Wilson, who accepts she uploaded the posts, denies that two of them referred to MacInnes at all. Wilson's own filing alleges that executive producers attempted to block the film's premiere in retaliation for her raising misconduct concerns.
The case is unfolding in an Australian federal court, but it touches on legal principles that apply directly under Canadian law: when does a social media post become a defamatory statement, and who bears the burden of proof?
Defamation Law in Canada: A Plain-Language Overview
In Canada, defamation law is governed primarily by provincial legislation — for example, the Libel and Slander Act in Ontario and the Defamation Act in other provinces — as well as the common law developed by courts over decades.
A defamatory statement is one that tends to lower a person's reputation in the eyes of a reasonable third party. It does not have to be intentional. It does not have to be a lie that the speaker knows is false. What matters is whether the statement caused, or was likely to cause, reputational harm.
For a social media post to meet the legal threshold for defamation in Canada, a claimant generally needs to show:
- The statement was published (seen by a third party)
- The statement referred to the claimant
- The statement was defamatory in its plain or implied meaning
A post visible to 11 million followers for 24 hours — even if deleted — satisfies the "publication" requirement with little dispute. Screenshots exist. Posts spread. The internet does not forget.
The Specific Risks of Social Media Defamation
The Rebel Wilson case illustrates why social media posts carry legal risk that casual users consistently underestimate.
Implied defamation is still defamation. Wilson's defence partly rests on the argument that the posts did not name MacInnes.
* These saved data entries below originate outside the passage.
/// One position in the resource graph.
pub struct ApplicationState<K: ResourceKind> {
    client: GedcomxClient,
    profile: StateProfile,
    request: HttpRequest,
    response: HttpResponse,
    access_token: Option<String>,
    entity: OnceLock<Result<Option<K::Entity>, String>>,
    kind: PhantomData<fn() -> K>,
}

impl<K: ResourceKind> ApplicationState<K> {
    pub(crate) fn from_parts(
        client: GedcomxClient,
        profile: StateProfile,
        request: HttpRequest,
        response: HttpResponse,
        access_token: Option<String>,
    ) -> Self {
        Self {
            client,
            profile,
            request,
            response,
            access_token,
            entity: OnceLock::new(),
            kind: PhantomData,
        }
    }

    /// A state of the same kind and profile for a fresh exchange.
    ///
    /// The access token carries over; the entity cache starts empty.
    #[must_use]
    pub fn reconstruct(&self, request: HttpRequest, response: HttpResponse) -> Self {
        Self::from_parts(
            self.client.clone(),
            self.profile.clone(),
            request,
            response,
            self.access_token.clone(),
        )
    }

    // ==================== Accessors ====================

    #[must_use]
    pub fn kind(&self) -> StateKind {
        K::KIND
    }

    #[must_use]
    pub fn profile(&self) -> &StateProfile {
        &self.profile
    }

    #[must_use]
    pub fn client(&self) -> &GedcomxClient {
        &self.client
    }

    #[must_use]
    pub fn request(&self) -> &HttpRequest {
        &self.request
    }

    #[must_use]
    pub fn response(&self) -> &HttpResponse {
        &self.response
    }

    #[must_use]
    pub fn access_token(&self) -> Option<&str> {
        self.access_token.as_deref()
    }

    /// The request URI of this exchange.
    #[must_use]
    pub fn uri(&self) -> &Url {
        &self.request.uri
    }

    #[must_use]
    pub fn status(&self) -> StatusCode {
        self.response.status
    }

    #[must_use]
    pub fn status_class(&self) -> StatusClass {
        self.response.status_class()
    }

    /// Whether the response is a non-advisory 4xx/5xx.
    #[must_use]
    pub fn is_error(&self) -> bool {
        self.status_class().is_error()
    }

    #[must_use]
    pub fn etag(&self) -> Option<&str> {
        self.response.etag()
    }

    #[must_use]
    pub fn last_modified(&self) -> Option<&str> {
        self.response.last_modified()
    }

    /// `If-Match` / `If-Unmodified-Since` from this state's validators.
    #[must_use]
    pub fn preconditions(&self) -> Preconditions {
        Preconditions::from_response(&self.response)
    }

    /// `If-None-Match` / `If-Modified-Since` from this state's validators.
    #[must_use]
    pub fn cache_directives(&self) -> CacheDirectives {
        CacheDirectives::from_response(&self.response)
    }

    /// Returns `self` unless the response is an error.
    ///
    /// # Errors
    ///
    /// Returns [`StateError::Application`] carrying the response.
    pub fn if_successful(self) -> Result<Self, StateError> {
        if self.is_error() {
            warn!(
                kind = %K::KIND,
                status = self.response.status.as_u16(),
                uri = %self.request.uri,
                class = self.status_class().as_str(),
                "exchange failed"
            );
            return Err(StateError::application(
                self.request.method,
                self.request.uri.as_str(),
                self.response,
            ));
        }
        Ok(self)
    }

    // ==================== Entity ====================

    /// The parsed entity, loaded on first access.
    ///
    /// `Ok(None)` when the entity policy rejects this (method, status) pair
    /// or the body is empty. The parse runs at most once per state.
    ///
    /// # Errors
    ///
    /// Returns [`StateError::EntityParse`] if the body is not a valid entity;
    /// the failure is cached and reported again on later calls.
    pub fn entity(&self) -> Result<Option<&K::Entity>, StateError> {
        match self.entity.get_or_init(|| self.load_entity()) {
            Ok(entity) => Ok(entity.as_ref()),
            Err(reason) => Err(StateError::entity_parse(self.request.uri.as_str(), reason.clone())),
        }
    }

    fn load_entity(&self) -> Result<Option<K::Entity>, String> {
        if !self
            .profile
            .entity_policy
            .should_parse(&self.request.method, self.response.status)
        {
            trace!(
                kind = %K::KIND,
                method = %self.request.method,
                status = self.response.status.as_u16(),
                "entity policy skips parse"
            );
            return Ok(None);
        }
        if !self.response.has_body() {
            return Ok(None);
        }
        serde_json::from_slice(&self.response.body)
            .map(Some)
            .map_err(|e| e.to_string())
    }

    /// The part of the entity that represents this resource.
    ///
    /// # Errors
    ///
    /// Propagates [`StateError::EntityParse`].
    pub fn scope(&self) -> Result<Option<&K::Scope>, StateError> {
        Ok(self.entity()?.and_then(K::scope))
    }

    // ==================== Links ====================

    /// Finds a link by relation: scope links first, then entity links,
    /// then `Link` response headers.
    ///
    /// # Errors
    ///
    /// Propagates [`StateError::EntityParse`].
    pub fn link(&self, rel: &str) -> Result<Option<Link>, StateError> {
        if let Some(entity) = self.entity()? {
            let from_body = K::scope_links(entity)
                .and_then(|links| links.get(rel))
                .or_else(|| entity.links().get(rel));
            if let Some(link) = from_body {
                return Ok(Some(link.clone()));
            }
        }
        Ok(self
            .response
            .link_headers()
            .into_iter()
            .flat_map(parse_link_header)
            .find(|link| link.rel == rel))
    }

    /// # Errors
    ///
    /// Propagates [`StateError::EntityParse`].
    pub fn has_link(&self, rel: &str) -> Result<bool, StateError> {
        Ok(self.link(rel)?.is_some())
    }

    /// The canonical URI of this resource: its `self` link, else the
    /// `Location` of a create response, else the request URI.
    ///
    /// # Errors
    ///
    /// Propagates entity and link-resolution errors.
    pub fn self_uri(&self) -> Result<Url, StateError> {
        if let Some(link) = self.link(rel::SELF)?
            && link.href.is_some()
        {
            return Ok(link.resolve(&self.request.uri, &TemplateVars::new())?);
        }
        if let Some(location) = self.response.location()
            && let Ok(uri) = self.request.uri.join(location)
        {
            return Ok(uri);
        }
        Ok(self.request.uri.clone())
    }

    // ==================== Transitions ====================

    /// Builds a request carrying this state's credentials.
    pub(crate) fn request_to(
        &self,
        method: Method,
        uri: Url,
        media_type: &str,
    ) -> Result<HttpRequest, StateError> {
        let accept = HeaderValue::from_str(media_type).map_err(|_| {
            StateError::invalid_argument(format!("invalid media type '{media_type}'"))
        })?;
        let mut request = HttpRequest::new(method, uri).with_header(ACCEPT, accept);
        if let Some(token) = &self.access_token {
            request = request.with_header(AUTHORIZATION, bearer(token)?);
        }
        Ok(request)
    }

    /// Sends `request` and wraps the exchange as a `T` state.
    pub(crate) async fn send_as<T: ResourceKind>(
        &self,
        profile: StateProfile,
        mut request: HttpRequest,
        modifiers: &[&dyn RequestModifier],
    ) -> Result<ApplicationState<T>, StateError> {
        apply_all(&mut request, modifiers);
        let response = self.client.send(request.clone()).await?;
        ApplicationState::<T>::from_parts(
            self.client.clone(),
            profile,
            request,
            response,
            self.access_token.clone(),
        )
        .if_successful()
    }

    /// Sends one request to `uri` and wraps the result as a `T` state.
    pub(crate) async fn exchange<T: ResourceKind>(
        &self,
        method: Method,
        uri: Url,
        body: Option<Vec<u8>>,
        modifiers: &[&dyn RequestModifier],
    ) -> Result<ApplicationState<T>, StateError> {
        let profile = self.client.profile(T::KIND)?;
        self.exchange_with(profile, method, uri, body, modifiers).await
    }

    async fn exchange_with<T: ResourceKind>(
        &self,
        profile: StateProfile,
        method: Method,
        uri: Url,
        body: Option<Vec<u8>>,
        modifiers: &[&dyn RequestModifier],
    ) -> Result<ApplicationState<T>, StateError> {
        let mut request = self.request_to(method, uri, &profile.media_type)?;
        if let Some(body) = body {
            let content_type = HeaderValue::from_str(&profile.media_type).map_err(|_| {
                StateError::invalid_argument(format!("invalid media type '{}'", profile.media_type))
            })?;
            request = request.with_body(content_type, body);
        }
        self.send_as(profile, request, modifiers).await
    }

    /// Follows the link named `rel` to a `T` state.
    ///
    /// Returns `Ok(None)` without any I/O when the relation is absent.
    #[instrument(skip_all, fields(from = %K::KIND, to = %T::KIND, rel = rel, method = %method))]
    pub(crate) async fn follow<T: ResourceKind>(
        &self,
        method: Method,
        rel: &str,
        vars: &TemplateVars,
        body: Option<Vec<u8>>,
        modifiers: &[&dyn RequestModifier],
    ) -> Result<Option<ApplicationState<T>>, StateError> {
        let Some(link) = self.link(rel)? else {
            debug!("relation absent; no transition");
            return Ok(None);
        };
        self.follow_link(&link, method, vars, body, modifiers).await
    }

    /// Follows an already-resolved link, e.g. one taken from a feed entry.
    pub(crate) async fn follow_link<T: ResourceKind>(
        &self,
        link: &Link,
        method: Method,
        vars: &TemplateVars,
        body: Option<Vec<u8>>,
        modifiers: &[&dyn RequestModifier],
    ) -> Result<Option<ApplicationState<T>>, StateError> {
        let uri = link.resolve(&self.request.uri, vars)?;
        self.exchange::<T>(method, uri, body, modifiers).await.map(Some)
    }

    async fn on_self(
        &self,
        method: Method,
        body: Option<Vec<u8>>,
        modifiers: &[&dyn RequestModifier],
    ) -> Result<Self, StateError> {
        let uri = self.self_uri()?;
        self.exchange_with(self.profile.clone(), method, uri, body, modifiers)
            .await
    }

    /// Re-reads this resource.
    ///
    /// # Errors
    ///
    /// Returns [`StateError`] on transport failure or an error status.
    pub async fn get(&self, modifiers: &[&dyn RequestModifier]) -> Result<Self, StateError> {
        self.on_self(Method::GET, None, modifiers).await
    }

    /// # Errors
    ///
    /// Returns [`StateError`] on transport failure or an error status.
    pub async fn head(&self, modifiers: &[&dyn RequestModifier]) -> Result<Self, StateError> {
        self.on_self(Method::HEAD, None, modifiers).await
    }

    /// Asks which methods the resource allows.
    ///
    /// # Errors
    ///
    /// Returns [`StateError`] on transport failure or an error status.
    pub async fn options(&self, modifiers: &[&dyn RequestModifier]) -> Result<Self, StateError> {
        self.on_self(Method::OPTIONS, None, modifiers).await
    }

    /// # Errors
    ///
    /// Returns [`StateError`] on transport failure or an error status.
    pub async fn delete(&self, modifiers: &[&dyn RequestModifier]) -> Result<Self, StateError> {
        self.on_self(Method::DELETE, None, modifiers).await
    }

    /// Replaces the resource with `entity`.
    ///
    /// # Errors
    ///
    /// Returns [`StateError`] on serialization or transport failure or an error status.
    pub async fn put(
        &self,
        entity: &K::Entity,
        modifiers: &[&dyn RequestModifier],
    ) -> Result<Self, StateError> {
        let body = to_body(entity)?;
        self.on_self(Method::PUT, Some(body), modifiers).await
    }

    /// Posts `entity` to the resource.
    ///
    /// # Errors
    ///
    /// Returns [`StateError`] on serialization or transport failure or an error status.
    pub async fn post(
        &self,
        entity: &K::Entity,
        modifiers: &[&dyn RequestModifier],
    ) -> Result<Self, StateError> {
        let body = to_body(entity)?;
        self.on_self(Method::POST, Some(body), modifiers).await
    }

    /// # Errors
    ///
    /// Returns [`StateError`] on transport failure or an error status.
    pub async fn read_first_page(
        &self,
        modifiers: &[&dyn RequestModifier],
    ) -> Result<Option<Self>, StateError> {
        self.read_page(rel::FIRST, modifiers).await
    }

    /// # Errors
    ///
    /// Returns [`StateError`] on transport failure or an error status.
    pub async fn read_next_page(
        &self,
        modifiers: &[&dyn RequestModifier],
    ) -> Result<Option<Self>, StateError> {
        self.read_page(rel::NEXT, modifiers).await
    }

    /// # Errors
    ///
    /// Returns [`StateError`] on transport failure or an error status.
    pub async fn read_previous_page(
        &self,
        modifiers: &[&dyn RequestModifier],
    ) -> Result<Option<Self>, StateError> {
        self.read_page(rel::PREVIOUS, modifiers).await
    }

    /// # Errors
    ///
    /// Returns [`StateError`] on transport failure or an error status.
    pub async fn read_last_page(
        &self,
        modifiers: &[&dyn RequestModifier],
    ) -> Result<Option<Self>, StateError> {
        self.read_page(rel::LAST, modifiers).await
    }

    async fn read_page(
        &self,
        page_rel: &str,
        modifiers: &[&dyn RequestModifier],
    ) -> Result<Option<Self>, StateError> {
        let Some(link) = self.link(page_rel)? else {
            debug!(kind = %K::KIND, rel = page_rel, "no such page");
            return Ok(None);
        };
        let uri = link.resolve(&self.request.uri, &TemplateVars::new())?;
        self.exchange_with(self.profile.clone(), Method::GET, uri, None, modifiers)
            .await
            .map(Some)
    }

    /// The same exchange, with `token` used for every later transition.
    ///
    /// # Errors
    ///
    /// Returns [`StateError::InvalidArgument`] if the token is empty or is
    /// not valid header text.
    pub fn authenticate_with_access_token(&self, token: &str) -> Result<Self, StateError> {
        if token.trim().is_empty() {
            return Err(StateError::invalid_argument("access token must not be empty"));
        }
        bearer(token)?;
        Ok(Self::from_parts(
            self.client.clone(),
            self.profile.clone(),
            self.request.clone(),
            self.response.clone(),
            Some(token.to_string()),
        ))
    }
}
But Canadian courts have repeatedly held that a statement can be defamatory if the audience to which it was published would reasonably identify the claimant — even without naming them. If your followers know who you mean, the law treats the identification as made.
Deletion does not erase liability. Once content is published and viewed, its deletion does not extinguish a defamation claim. The damage to reputation occurs at the moment of publication. In Wilson's case, the posts were live for 24 hours — more than enough time for screenshots, reshares, and media pick-up.
Volume of followers is an aggravating factor. Defamation law in Canada considers the scale of publication in assessing damages. Posting the same statement to 50 followers and to 11 million followers are legally different acts. Higher reach means potentially greater reputational harm, which can support a claim for aggravated or punitive damages.
Professional contexts carry higher stakes. MacInnes argues the timing was particularly damaging — she was at the start of her career when the posts appeared. Canadian courts have awarded higher damages when defamatory statements are made about people in professional or public-facing roles, where reputational harm has a direct economic consequence.
What This Means for Everyday Canadians
You do not need 11 million followers to face a defamation claim in Canada. A negative review, a comment on a local Facebook group, an accusatory post in a workplace Slack channel visible to colleagues — all of these can meet the threshold for publication.
According to the Department of Justice Canada, individuals who believe they have been defamed can pursue civil claims for damages. The reverse is equally true: posting about a dispute with a landlord, a former employer, or a neighbour carries legal risk if the content is defamatory.
Common scenarios that Canadian lawyers see:
- Former employees posting about why they were fired and naming the employer
- Business owners posting about competitors using unfounded claims
- Individuals sharing accusations on social media during personal disputes (family, relationships, business partnerships)
- Online reviews that go beyond opinion and make false statements of fact
Opinion is generally protected. Stating "I had a terrible experience at this restaurant and I will never return" is opinion. Stating "the chef at this restaurant deliberately served me raw meat to make me sick" is a factual claim — and if false, potentially defamatory. The line between protected opinion and actionable defamation is precisely where a lawyer earns their value.
If You Receive a Defamation Claim — or Think You May Have One
Whether you are on the receiving end of a defamatory post or have published something you now regret, the recommended first steps are the same: document everything (take screenshots), avoid further public statements about the matter, and consult a lawyer before responding.
Early legal advice can mean the difference between a quickly resolved dispute and years of litigation. The Rebel Wilson case — with its nine-day court hearing — represents the expensive end of the spectrum.
This article provides general legal information and is not a substitute for legal advice tailored to your specific circumstances. If you are involved in a dispute involving potential defamation, consult a qualified Canadian lawyer.